[Collected data]
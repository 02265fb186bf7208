// crates/server/src/error.rs
use axum::{
    http::StatusCode,
    response::{IntoResponse, Response},
    Json,
};
use serde::Serialize;
use thiserror::Error;

/// Structured JSON error response for API errors.
#[derive(Debug, Serialize)]
#[cfg_attr(test, derive(serde::Deserialize))]
pub struct ErrorResponse {
    pub error: String,
    #[serde(default, skip_serializing_if = "Option::is_none")]
    pub details: Option<String>,
}

impl ErrorResponse {
    pub fn with_details(error: impl Into<String>, details: impl Into<String>) -> Self {
        Self {
            error: error.into(),
            details: Some(details.into()),
        }
    }
}

/// API error types that map to HTTP status codes.
///
/// The surface is deliberately small: the only client-visible failures in
/// this backend are missing jobs and missing records. Subscriber delivery
/// failures never reach this layer (they are absorbed inside broadcast).
#[derive(Debug, Error)]
pub enum ApiError {
    #[error("Job not found: {0}")]
    JobNotFound(String),

    #[error("Record not found: {0}")]
    RecordNotFound(String),
}

impl IntoResponse for ApiError {
    fn into_response(self) -> Response {
        let (status, error_response) = match &self {
            ApiError::JobNotFound(id) => {
                tracing::warn!(job_id = %id, "Job not found");
                (
                    StatusCode::NOT_FOUND,
                    ErrorResponse::with_details("Job not found", format!("Job ID: {id}")),
                )
            }
            ApiError::RecordNotFound(id) => {
                tracing::warn!(record_id = %id, "Record not found");
                (
                    StatusCode::NOT_FOUND,
                    ErrorResponse::with_details("Record not found", format!("Record ID: {id}")),
                )
            }
        };

        (status, Json(error_response)).into_response()
    }
}

/// Result type alias for API handlers.
pub type ApiResult<T> = Result<T, ApiError>;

▶ _ACTION ITEM_: Give back each line above precisely as it stands.

▶ _RESPONSE_:
repository 02265fb186bf7208
// crates/server/src/error.rs
use axum::{
    http::StatusCode,
    response::{IntoResponse, Response},
    Json,
};
use serde::Serialize;
use thiserror::Error;

/// Structured JSON error response for API errors.
#[derive(Debug, Serialize)]
#[cfg_attr(test, derive(serde::Deserialize))]
pub struct ErrorResponse {
    pub error: String,
    #[serde(default, skip_serializing_if = "Option::is_none")]
    pub details: Option<String>,
}

impl ErrorResponse {
    pub fn with_details(error: impl Into<String>, details: impl Into<String>) -> Self {
        Self {
            error: error.into(),
            details: Some(details.into()),
        }
    }
}

/// API error types that map to HTTP status codes.
///
/// The surface is deliberately small: the only client-visible failures in
/// this backend are missing jobs and missing records. Subscriber delivery
/// failures never reach this layer (they are absorbed inside broadcast).
#[derive(Debug, Error)]
pub enum ApiError {
    #[error("Job not found: {0}")]
    JobNotFound(String),

    #[error("Record not found: {0}")]
    RecordNotFound(String),
}

impl IntoResponse for ApiError {
    fn into_response(self) -> Response {
        let (status, error_response) = match &self {
            ApiError::JobNotFound(id) => {
                tracing::warn!(job_id = %id, "Job not found");
                (
                    StatusCode::NOT_FOUND,
                    ErrorResponse::with_details("Job not found", format!("Job ID: {id}")),
                )
            }
            ApiError::RecordNotFound(id) => {
                tracing::warn!(record_id = %id, "Record not found");
                (
                    StatusCode::NOT_FOUND,
                    ErrorResponse::with_details("Record not found", format!("Record ID: {id}")),
                )
            }
        };

        (status, Json(error_response)).into_response()
    }
}

/// Result type alias for API handlers.
pub type ApiResult<T> = Result<T, ApiError>;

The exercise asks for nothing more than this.